Cache memory for reading under Tux2 is the same as Ext2 and most other filesystems.
--
A brief summary (Score:5)
JFS has been around for years under AIX. It's a well proven general purpose journalling filesystem.
ReiserFS is the best established of the Linux journalling filesystems. It has several fairly innovative features and is more efficient than ext2 in terms of space utilisation. People are using it as their primary filesystem now, although it's still in development.
EXT3 is (unsurprisingly) a development of EXT2. It lacks most of the pretty features of the other journalled filesystems, but has the significant advantage that you can turn EXT2 partitions into EXT3 (and vice versa) without any trouble at all.
Try *BSD Soft Updates (Score:5)
As an experiment, I pulled the plug towards the end of 5 FreeBSD kernel compiles (SMP `make -j 4`). In all cases, the fsck upon restart was minor, just freeing inodes. In four of the cases, `make` just picked up where it left off, and finished the kernel compile, losing only ~40 seconds work. In one case, a `make clean` had to be done because something was incomplete.

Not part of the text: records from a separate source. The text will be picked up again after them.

use anyhow::Result;
use sqlx::sqlite::{SqliteConnectOptions, SqlitePool, SqlitePoolOptions};
use std::str::FromStr;

use crate::config::Config;

pub async fn connect(config: &Config) -> Result<SqlitePool> {
    let db_path = &config.db.path;

    if let Some(parent) = db_path.parent() {
        if !parent.as_os_str().is_empty() {
            std::fs::create_dir_all(parent)?;
        }
    }

    let options = SqliteConnectOptions::from_str(&format!("sqlite:{}", db_path.display()))?
        .create_if_missing(true)
        .foreign_keys(true)
        .journal_mode(sqlx::sqlite::SqliteJournalMode::Wal);

    let pool = SqlitePoolOptions::new()
        .max_connections(5)
        .connect_with(options)
        .await?;

    Ok(pool)
}
//! Source listing and inspection for the CLI.
//!
//! `ctxbox list` prints one row per stored source followed by totals;
//! `ctxbox show <id>` prints a single source and every chunk it owns.
//! `add`, `refresh` and `remove` wrap the [`ingest`] lifecycle with
//! console output.

use anyhow::{bail, Result};

use crate::config::Config;
use crate::ingest;
use crate::models::{ContextSource, SourceKind};
use crate::sqlite_store::SqliteStore;
use crate::store::SourceStore;

pub async fn run_list(config: &Config) -> Result<()> {
    let store = SqliteStore::open(config).await?;
    let sources = store.list_sources().await?;
    store.close().await;

    if sources.is_empty() {
        println!("No sources. Add one with `ctxbox add`.");
        return Ok(());
    }

    println!(
        "{:<36}  {:<6}  {:<7}  {:>6}  {:>7}  TITLE",
        "ID", "TYPE", "STATUS", "CHUNKS", "TOKENS"
    );
    for s in &sources {
        println!(
            "{:<36}  {:<6}  {:<7}  {:>6}  {:>7}  {}",
            s.id,
            s.kind,
            s.status,
            s.chunks.len(),
            s.total_tokens(),
            s.title
        );
    }

    let totals = ingest::totals(&sources);
    println!();
    println!(
        "{} sources, {} chunks, ~{} tokens",
        totals.sources, totals.chunks, totals.tokens
    );
    Ok(())
}

/// Add one source per locator. Failures are stored in the `error` state,
/// reported, and turned into a non-zero exit once every locator was tried.
pub async fn run_add(config: &Config, kind: SourceKind, locators: &[String]) -> Result<()> {
    let store = SqliteStore::open(config).await?;
    let mut failed = 0usize;

    for locator in locators {
        match ingest::add_source(config, &store, kind, locator).await {
            Ok(source) => {
                println!("add {} {}", kind, locator);
                print_summary(&source);
                println!();
            }
            Err(e) => {
                eprintln!("Error: {}: {}", locator, e);
                failed += 1;
            }
        }
    }
    store.close().await;

    if failed > 0 {
        bail!("{} of {} sources failed to ingest", failed, locators.len());
    }
    println!("ok");
    Ok(())
}

pub async fn run_refresh(config: &Config, id: &str) -> Result<()> {
    let store = SqliteStore::open(config).await?;
    let result = ingest::refresh_source(config, &store, id).await;
    store.close().await;

    let source = result?;
    println!("refresh {}", id);
    print_summary(&source);
    println!("ok");
    Ok(())
}

pub async fn run_remove(config: &Config, id: &str) -> Result<()> {
    let store = SqliteStore::open(config).await?;
    let removed = ingest::remove_source(&store, id).await?;
    store.close().await;

    if !removed {
        bail!("source not found: {}", id);
    }
    println!("Removed source {}", id);
    Ok(())
}

pub async fn run_show(config: &Config, id: &str) -> Result<()> {
    let store = SqliteStore::open(config).await?;
    let source = store.get_source(id).await?;
    store.close().await;

    let Some(source) = source else {
        bail!("source not found: {}", id);
    };
    print_source(&source);
    Ok(())
}

/// Print a source summary, used after `add` and `refresh` too.
pub fn print_summary(source: &ContextSource) {
    println!("id:       {}", source.id);
    println!("type:     {}", source.kind);
    println!("title:    {}", source.title);
    println!("source:   {}", source.source);
    println!("status:   {}", source.status);
    println!("chunks:   {}", source.chunks.len());
    println!("tokens:   {}", source.total_tokens());
    if let Some(ref file_type) = source.metadata.file_type {
        println!("mime:     {}", file_type);
    }
    if let Some(size) = source.metadata.size {
        println!("size:     {}", format_bytes(size));
    }
    if let Some(fetched) = source.metadata.last_fetched {
        println!("fetched:  {}", fetched.format("%Y-%m-%dT%H:%M:%SZ"));
    }
    if let Some(ref err) = source.metadata.error {
        println!("error:    {}", err);
    }
}

fn print_source(source: &ContextSource) {
    println!("--- Source ---");
    print_summary(source);
    println!();

    println!("--- Chunks ({}) ---", source.chunks.len());
    for (i, chunk) in source.chunks.iter().enumerate() {
        let meta = &chunk.metadata;
        let mut header = format!(
            "[chunk {}] {} {} ~{} tokens",
            i, meta.kind, meta.source, chunk.tokens
        );
        if let (Some(start), Some(end)) = (meta.start_line, meta.end_line) {
            header.push_str(&format!(" lines {}-{}", start, end));
        }
        println!("{}", header);
        println!("{}", chunk.content);
        println!();
    }
}

fn format_bytes(bytes: u64) -> String {
    if bytes < 1024 {
        format!("{} B", bytes)
    } else if bytes < 1024 * 1024 {
        format!("{:.1} KB", bytes as f64 / 1024.0)
    } else {
        format!("{:.1} MB", bytes as f64 / (1024.0 * 1024.0))
    }
}

#[cfg(test)]
mod tests {
    use super::*;

    #[test]
    fn test_format_bytes() {
        assert_eq!(format_bytes(512), "512 B");
        assert_eq!(format_bytes(2048), "2.0 KB");
        assert_eq!(format_bytes(3 * 1024 * 1024), "3.0 MB");
    }
}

Don't try this on Linux! The ext2 fsck is horrible after a powerfail, and I've lost superblocks and had to re-install
Journalling is dead. Long live phase trees! (Score:5)
It is also proof that open source software does not just 'chase tail lights' - the work is substantially innovative.
Phillips is also implementing tailmerging (a feature from ReiserFS to efficiently store small files) for ext2/ext3/tux2.
For more details, check his web pages here [innominate.org], and the linux-fsdevel mailinglist.